(Saved data entries)
-=-=-=-=-
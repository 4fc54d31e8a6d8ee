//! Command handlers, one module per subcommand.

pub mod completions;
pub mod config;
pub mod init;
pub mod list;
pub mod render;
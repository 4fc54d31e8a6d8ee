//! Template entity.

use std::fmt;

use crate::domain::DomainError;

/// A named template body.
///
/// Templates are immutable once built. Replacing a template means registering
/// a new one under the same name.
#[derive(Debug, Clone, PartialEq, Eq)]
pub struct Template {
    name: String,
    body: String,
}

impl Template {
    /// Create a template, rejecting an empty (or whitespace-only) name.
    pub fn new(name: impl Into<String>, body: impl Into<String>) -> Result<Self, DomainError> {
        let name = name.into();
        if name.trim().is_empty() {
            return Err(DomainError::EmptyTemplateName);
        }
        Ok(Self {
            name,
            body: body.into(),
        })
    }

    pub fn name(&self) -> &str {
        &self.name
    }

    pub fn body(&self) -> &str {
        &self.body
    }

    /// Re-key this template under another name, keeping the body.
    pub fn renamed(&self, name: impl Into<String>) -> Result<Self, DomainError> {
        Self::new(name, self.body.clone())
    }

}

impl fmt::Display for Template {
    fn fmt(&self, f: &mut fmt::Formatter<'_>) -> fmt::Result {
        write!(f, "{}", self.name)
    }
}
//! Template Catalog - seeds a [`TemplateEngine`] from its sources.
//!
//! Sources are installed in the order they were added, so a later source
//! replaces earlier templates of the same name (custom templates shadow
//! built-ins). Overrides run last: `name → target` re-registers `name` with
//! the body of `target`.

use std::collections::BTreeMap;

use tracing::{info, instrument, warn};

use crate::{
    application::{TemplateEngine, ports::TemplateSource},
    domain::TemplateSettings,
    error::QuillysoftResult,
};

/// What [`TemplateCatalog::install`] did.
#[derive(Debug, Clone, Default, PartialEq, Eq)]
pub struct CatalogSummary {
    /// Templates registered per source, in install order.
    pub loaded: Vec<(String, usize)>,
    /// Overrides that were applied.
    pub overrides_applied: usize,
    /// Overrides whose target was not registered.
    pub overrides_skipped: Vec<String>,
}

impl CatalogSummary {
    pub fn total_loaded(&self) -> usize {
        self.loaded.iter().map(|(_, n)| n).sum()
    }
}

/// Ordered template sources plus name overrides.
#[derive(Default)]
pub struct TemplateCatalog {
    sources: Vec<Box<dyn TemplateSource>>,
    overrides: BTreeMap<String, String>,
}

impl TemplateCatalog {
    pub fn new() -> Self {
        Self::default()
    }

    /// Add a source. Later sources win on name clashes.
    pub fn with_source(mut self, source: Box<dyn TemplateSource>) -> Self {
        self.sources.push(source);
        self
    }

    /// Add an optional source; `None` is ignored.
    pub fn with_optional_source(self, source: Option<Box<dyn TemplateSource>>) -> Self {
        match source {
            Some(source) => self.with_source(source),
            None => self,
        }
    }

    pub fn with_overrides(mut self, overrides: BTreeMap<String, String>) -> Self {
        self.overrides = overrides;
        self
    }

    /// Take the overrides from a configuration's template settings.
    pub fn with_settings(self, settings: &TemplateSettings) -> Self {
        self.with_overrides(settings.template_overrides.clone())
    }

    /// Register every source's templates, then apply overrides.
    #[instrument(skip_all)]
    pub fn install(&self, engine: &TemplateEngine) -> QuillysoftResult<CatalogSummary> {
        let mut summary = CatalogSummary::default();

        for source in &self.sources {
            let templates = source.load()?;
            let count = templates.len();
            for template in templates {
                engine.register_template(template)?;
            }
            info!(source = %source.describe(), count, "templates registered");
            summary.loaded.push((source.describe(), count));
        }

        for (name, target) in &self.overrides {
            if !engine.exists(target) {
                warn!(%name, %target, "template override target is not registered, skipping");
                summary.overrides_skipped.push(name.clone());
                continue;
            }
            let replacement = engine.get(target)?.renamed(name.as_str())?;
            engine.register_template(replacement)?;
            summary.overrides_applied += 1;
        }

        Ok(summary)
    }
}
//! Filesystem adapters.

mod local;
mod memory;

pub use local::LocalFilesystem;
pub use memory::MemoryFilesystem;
-=-=-=-=-
About this exercise: Determine how many lines of the records above hold the word "TemplateSettings" and give the number with nothing added.

Task response: 2